FloatProgress(value=0.0, bar_style='info', description='Progress:', layout=Layout(height='25px', width='50%'),…

## Create temporary views from dataframes
This is required to use Spark SQL queries.

In [5]:
df_songs.createOrReplaceTempView("songs")
df_artists.createOrReplaceTempView("artists")
df_users.createOrReplaceTempView("users")
df_time.createOrReplaceTempView("time")
df_songplays.createOrReplaceTempView("songplays")

VBox()

FloatProgress(value=0.0, bar_style='info', description='Progress:', layout=Layout(height='25px', width='50%'),…
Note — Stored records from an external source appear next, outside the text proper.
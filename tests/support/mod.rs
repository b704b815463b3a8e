//! Packet builders shared by the integration tests.

#![allow(dead_code)]

pub const HEADER_LEN: usize = 23;
pub const ID_OFFSET: usize = 5;

/// F1 2019 header with the given id and recognisable session fields.
pub fn header(id: u8) -> Vec<u8> {
    let mut b = Vec::with_capacity(HEADER_LEN);
    b.extend_from_slice(&2019u16.to_le_bytes());
    b.push(1); // gameMajorVersion
    b.push(22); // gameMinorVersion
    b.push(1); // version
    b.push(id);
    b.extend_from_slice(&[0x11, 0x22, 0x33, 0x44, 0x55, 0x66, 0x77, 0x88]);
    b.extend_from_slice(&12.5f32.to_le_bytes());
    b.extend_from_slice(&4242u32.to_le_bytes());
    b.push(0); // playerCarIndex
    assert_eq!(b.len(), HEADER_LEN);
    b
}

/// Header plus a body of printable ASCII so every string region is valid UTF-8.
pub fn packet(id: u8, total_len: usize) -> Vec<u8> {
    let mut b = header(id);
    b.extend((0..total_len - HEADER_LEN).map(|i| (i % 95 + 32) as u8));
    b
}

pub fn expected_len(id: u8) -> usize {
    f1wire::f1_2019()
        .expect("builtin registry")
        .expected_len(id)
        .expect("registered id")
}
## Query 1: Get Top 5 Users by Songplays

In [7]:
spark.sql("""
SELECT sp.user_id
      ,u.first_name
      ,u.last_name
      ,u.level
      ,COUNT(*) AS songplays
      ,COUNT(DISTINCT session_id) AS sessions
FROM songplays sp
JOIN users u ON sp.user_id = u.user_id
GROUP BY 1, 2, 3, 4
ORDER BY songplays DESC
LIMIT 5
""").show()

VBox()

FloatProgress(value=0.0, bar_style='info', description='Progress:', layout=Layout(height='25px', width='50%'),…
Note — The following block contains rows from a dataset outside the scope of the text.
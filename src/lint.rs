//! Linter for packet layout schemas: checks that parse and resolve cannot express.
//!
//! ## Rules
//!
//! - **Packet starts with header**: every packet's first field must be the dispatch header struct,
//!   otherwise the id read during dispatch would not match the decoded body.
//! - **Zero-length array**: `T[0]` decodes to an empty list and is almost always a typo.
//! - **Zero-width field**: `bytes(0)` / `string(0)`.
//! - **Empty layout**: a struct or packet without fields.
//! - **Unused struct**: a struct no packet or struct refers to (the header counts as used).
//!
//! Run the linter via the `schema_check` binary: `cargo run --bin schema_check -- layouts.schema`.

use crate::ast::{FieldDef, FieldKind, SchemaFile};
use std::collections::HashSet;

/// Severity of a lint finding.
#[derive(Debug, Clone, Copy, PartialEq, Eq)]
pub enum Severity {
    Error,
    Warning,
}

/// Identifies which rule produced the message.
#[derive(Debug, Clone, Copy, PartialEq, Eq)]
pub enum LintRule {
    PacketStartsWithHeader,
    ZeroLengthArray,
    ZeroWidthField,
    EmptyLayout,
    UnusedStruct,
}

impl LintRule {
    pub fn id(self) -> &'static str {
        match self {
            LintRule::PacketStartsWithHeader => "packet-starts-with-header",
            LintRule::ZeroLengthArray => "zero-length-array",
            LintRule::ZeroWidthField => "zero-width-field",
            LintRule::EmptyLayout => "empty-layout",
            LintRule::UnusedStruct => "unused-struct",
        }
    }
}

/// A single lint message. `layout` is the struct or packet name, `field` the offending field.
#[derive(Debug, Clone)]
pub struct LintMessage {
    pub layout: String,
    pub field: Option<String>,
    pub rule: LintRule,
    pub severity: Severity,
    pub message: String,
}

/// Run all lint rules. Messages follow source order: structs first, then packets.
pub fn lint(schema: &SchemaFile) -> Vec<LintMessage> {
    let mut out = Vec::new();
    let header = schema.dispatch.as_ref().map(|d| d.header.as_str());

    let mut used: HashSet<&str> = HashSet::new();
    used.extend(header);
    for fields in schema
        .structs
        .iter()
        .map(|s| &s.fields)
        .chain(schema.packets.iter().map(|p| &p.fields))
    {
        for f in fields {
            collect_refs(&f.kind, &mut used);
        }
    }

    for s in &schema.structs {
        check_layout(&s.name, &s.fields, &mut out);
        if !used.contains(s.name.as_str()) {
            out.push(LintMessage {
                layout: s.name.clone(),
                field: None,
                rule: LintRule::UnusedStruct,
                severity: Severity::Warning,
                message: format!("struct {} is never referenced", s.name),
            });
        }
    }

    for p in &schema.packets {
        check_layout(&p.name, &p.fields, &mut out);
        if let Some(header) = header {
            let starts_ok = matches!(
                p.fields.first().map(|f| &f.kind),
                Some(FieldKind::StructRef(name)) if name == header
            );
            if !starts_ok {
                out.push(LintMessage {
                    layout: p.name.clone(),
                    field: p.fields.first().map(|f| f.name.clone()),
                    rule: LintRule::PacketStartsWithHeader,
                    severity: Severity::Error,
                    message: format!("packet {} ({}) must start with a {} field", p.id, p.name, header),
                });
            }
        }
    }
    out
}

fn check_layout(layout: &str, fields: &[FieldDef], out: &mut Vec<LintMessage>) {
    if fields.is_empty() {
        out.push(LintMessage {
            layout: layout.to_string(),
            field: None,
            rule: LintRule::EmptyLayout,
            severity: Severity::Warning,
            message: format!("{} has no fields", layout),
        });
    }
    for f in fields {
        check_kind(layout, &f.name, &f.kind, out);
    }
}

fn check_kind(layout: &str, field: &str, kind: &FieldKind, out: &mut Vec<LintMessage>) {
    let (rule, message) = match kind {
        FieldKind::Array(elem, 0) => {
            check_kind(layout, field, elem, out);
            (LintRule::ZeroLengthArray, format!("{}.{} is an array of length 0", layout, field))
        }
        FieldKind::Array(elem, _) => return check_kind(layout, field, elem, out),
        FieldKind::Bytes(0) | FieldKind::Str(0) => {
            (LintRule::ZeroWidthField, format!("{}.{} has zero width", layout, field))
        }
        _ => return,
    };
    out.push(LintMessage {
        layout: layout.to_string(),
        field: Some(field.to_string()),
        rule,
        severity: Severity::Warning,
        message,
    });
}

fn collect_refs<'a>(kind: &'a FieldKind, used: &mut HashSet<&'a str>) {
    match kind {
        FieldKind::StructRef(name) => {
            used.insert(name.as_str());
        }
        FieldKind::Array(elem, _) => collect_refs(elem, used),
        _ => {}
    }
}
+-------+----------+---------+-----+---------+--------+
|user_id|first_name|last_name|level|songplays|sessions|
+-------+----------+---------+-----+---------+--------+
|     49|     Chloe|   Cuevas| paid|       42|      21|
|     97|      Kate|  Harrell| paid|       32|      11|
|     80|     Tegan|   Levine| paid|       31|      17|
|     44|    Aleena|    Kirby| paid|       21|       7|
|     73|     Jacob|    Klein| paid|       18|       6|
+-------+----------+---------+-----+---------+--------+

## Query 2: Get Top 5 Most Listened Songs

In [8]:
spark.sql("""
SELECT s.title AS song_title
      ,a.name AS artist_name
      ,COUNT(*) AS songplays
FROM songplays sp
JOIN songs s ON sp.song_id = s.song_id
JOIN artists a ON sp.artist_id = a.artist_id
GROUP BY 1, 2
ORDER BY songplays DESC
LIMIT 5
""").show()

VBox()

FloatProgress(value=0.0, bar_style='info', description='Progress:', layout=Layout(height='25px', width='50%'),…
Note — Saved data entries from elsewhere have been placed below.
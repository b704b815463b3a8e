//! Runtime values produced by the codec.

/// A single decoded value (field or compound).
#[derive(Debug, Clone, PartialEq)]
pub enum Value {
    U8(u8),
    I8(i8),
    U16(u16),
    I16(i16),
    U32(u32),
    Float(f32),
    Bytes(Vec<u8>),
    Str(String),
    Record(Record),
    List(Vec<Value>),
}

impl Value {
    pub fn as_u64(&self) -> Option<u64> {
        match self {
            Value::U8(x) => Some(*x as u64),
            Value::U16(x) => Some(*x as u64),
            Value::U32(x) => Some(*x as u64),
            _ => None,
        }
    }

    pub fn as_i64(&self) -> Option<i64> {
        match self {
            Value::I8(x) => Some(*x as i64),
            Value::I16(x) => Some(*x as i64),
            Value::U8(x) => Some(*x as i64),
            Value::U16(x) => Some(*x as i64),
            Value::U32(x) => Some(*x as i64),
            _ => None,
        }
    }

    pub fn as_f32(&self) -> Option<f32> {
        match self {
            Value::Float(x) => Some(*x),
            _ => None,
        }
    }

    pub fn as_str(&self) -> Option<&str> {
        match self {
            Value::Str(s) => Some(s),
            _ => None,
        }
    }

    pub fn as_bytes(&self) -> Option<&[u8]> {
        match self {
            Value::Bytes(b) => Some(b),
            _ => None,
        }
    }

    pub fn as_record(&self) -> Option<&Record> {
        match self {
            Value::Record(r) => Some(r),
            _ => None,
        }
    }

    pub fn as_list(&self) -> Option<&[Value]> {
        match self {
            Value::List(v) => Some(v),
            _ => None,
        }
    }
}

/// Decoded struct or packet: named values in declaration order.
#[derive(Debug, Clone, PartialEq, Default)]
pub struct Record {
    fields: Vec<(String, Value)>,
}

impl Record {
    pub fn with_capacity(n: usize) -> Self {
        Record { fields: Vec::with_capacity(n) }
    }

    pub fn push(&mut self, name: impl Into<String>, value: Value) {
        self.fields.push((name.into(), value));
    }

    pub fn get(&self, name: &str) -> Option<&Value> {
        self.fields.iter().find(|(k, _)| k == name).map(|(_, v)| v)
    }

    pub fn len(&self) -> usize {
        self.fields.len()
    }

    pub fn is_empty(&self) -> bool {
        self.fields.is_empty()
    }

    pub fn iter(&self) -> impl Iterator<Item = (&str, &Value)> {
        self.fields.iter().map(|(k, v)| (k.as_str(), v))
    }

    pub fn names(&self) -> impl Iterator<Item = &str> {
        self.fields.iter().map(|(k, _)| k.as_str())
    }

    /// Look up a nested value by path, e.g. `header.id` or `marshalZones[3].zoneFlag`.
    pub fn path(&self, path: &str) -> Option<&Value> {
        let mut segments = path.split('.');
        let first = segments.next()?;
        let mut cur = lookup_segment(self, first)?;
        for seg in segments {
            cur = lookup_segment(cur.as_record()?, seg)?;
        }
        Some(cur)
    }
}

// `name`, `name[i]` or `name[i][j]`.
fn lookup_segment<'r>(record: &'r Record, seg: &str) -> Option<&'r Value> {
    let (name, mut rest) = match seg.find('[') {
        Some(i) => (&seg[..i], &seg[i..]),
        None => (seg, ""),
    };
    let mut cur = record.get(name)?;
    while let Some(stripped) = rest.strip_prefix('[') {
        let close = stripped.find(']')?;
        let idx: usize = stripped[..close].parse().ok()?;
        cur = cur.as_list()?.get(idx)?;
        rest = &stripped[close + 1..];
    }
    if rest.is_empty() {
        Some(cur)
    } else {
        None
    }
}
+--------------------+-------------+---------+
|          song_title|  artist_name|songplays|
+--------------------+-------------+---------+
|      You're The One|Dwight Yoakam|       37|
| I CAN'T GET STARTED|   Ron Carter|        9|
|Catch You Baby (S...|Lonnie Gordon|        9|
|Nothin' On You [f...|        B.o.B|        8|
|Hey Daddy (Daddy'...|        Usher|        6|
+--------------------+-------------+---------+